The second issue of this 80-page anthology is here on the strength of Carla Speed McNeil's "Finder" story, basically. I mean, Howard Chaykin and Neal Adams and Richard Corben and so on are in there too, as well as new episodes of "Concrete" and "Mr. Monster." But I did find myself wishing, as I read the first one, that it included more creators and projects I couldn't have seen in a similar anthology 25 years ago.

* ^ FORGOTTEN FANTASY: SUNDAY COMICS 1900-1915

Sunday Press keeps mining the depths of early-20th-century newspaper comics for gorgeous stuff. This one includes cartoonist/fine artist Lyonel Feininger's complete comics oeuvre ("Wee Willie Winkie's World" and "The Kin-der-Kids"), as well as work by some amazing artists I hadn't heard of before (the complete run of Charles Forbell's "Naughty Pete") and some I hadn't associated with newspaper strips (John Gruelle of "Raggedy Ann and Andy" fame), all reproduced at the usual mammoth tabloid size with explanatory notes. You have $125 burning a hole in your wallet, yes? (On the Midtown list, not the Diamond list.)


^ % GINGERBREAD GIRL

Paul Tobin and Colleen Coover's graphic novel about a young woman with a mysterious past and an equally mysterious present is really wonderful--fresh, original, charming, very smart. And the whole thing's been serialized online over at Top Shelf 2.0 if you don't believe me. Also out this week: Tobin and Matteo Lolli's Marvel Adventures Spider-Man #15, which involves Dr. Doom.

* LOW LIFE: PARANOIA

Yet another Judge Dredd spinoff, this one about a squad of undercover Judges. It's written by Rob Williams--whose work I don't know well, but he's apparently newly Marvel-exclusive--and drawn by Henry Flint, Simon Coleby, Rufus Dayglo and D'Israeli. (Some of it was previously collected in Mega-City Undercover.)

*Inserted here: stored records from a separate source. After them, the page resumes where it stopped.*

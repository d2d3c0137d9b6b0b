use crate::core::path::ensure_dir;
use crate::core::MergeResult;
use std::fs;
use std::path::{Path, PathBuf};
use tempfile::{Builder, TempDir};
use tracing::debug;

/// Prefix of the top-level temporary directory created for each run
pub const WORKSPACE_PREFIX: &str = ".apkmerge-";

/// Arena for the decompiled packages of one run.
///
/// The root is a uniquely named directory, so it never collides with user
/// files or with another run's workspace. Package directories are handed out
/// by [`Workspace::allocate`] and removed together by [`Workspace::teardown`].
/// Dropping an arena that was never torn down removes it as well.
#[derive(Debug)]
pub struct Workspace {
    dir: Option<TempDir>,
    root: PathBuf,
    allocated: Vec<PathBuf>,
}

impl Workspace {
    /// Create a fresh workspace root inside `parent`
    pub fn create_in(parent: &Path) -> MergeResult<Self> {
        ensure_dir(parent)?;
        let dir = Builder::new().prefix(WORKSPACE_PREFIX).tempdir_in(parent)?;
        let root = dir.path().to_path_buf();
        debug!("Created workspace {}", root.display());

        Ok(Self {
            dir: Some(dir),
            root,
            allocated: Vec::new(),
        })
    }

    pub fn root(&self) -> &Path {
        &self.root
    }

    /// Reserve `<root>/<name>` for a package. The directory itself is created
    /// by whoever fills it (the decompiler).
    pub fn allocate(&mut self, name: &str) -> PathBuf {
        let path = self.root.join(name);
        if !self.allocated.contains(&path) {
            self.allocated.push(path.clone());
        }
        path
    }

    pub fn allocated(&self) -> &[PathBuf] {
        &self.allocated
    }

    pub fn is_released(&self) -> bool {
        self.dir.is_none()
    }

    /// Remove every allocated directory and the root. Later calls do nothing.
    pub fn teardown(&mut self) -> MergeResult<()> {
        let Some(dir) = self.dir.take() else {
            return Ok(());
        };

        for path in self.allocated.drain(..).rev() {
            if path.exists() {
                fs::remove_dir_all(&path)?;
                debug!("Removed {}", path.display());
            }
        }
        dir.close()?;
        debug!("Removed workspace {}", self.root.display());
        Ok(())
    }
}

* ^ UNCLE SCROOGE: THE MYSTERIOUS STONE RAY & CASH FLOW

One of the marvelous standard plot devices of Uncle Scrooge stories is a device that does some kind of pseudoscientific thing, which somehow offers Scrooge an opportunity to make a bunch of money or threatens the money he has. This one-shot has takes by both Carl Barks and Don Rosa on that premise: Barks' "The Mysterious Stone Ray," from Uncle Scrooge #8, and Rosa's "Cash Flow," a sort of sequel to it, from Uncle Scrooge #224.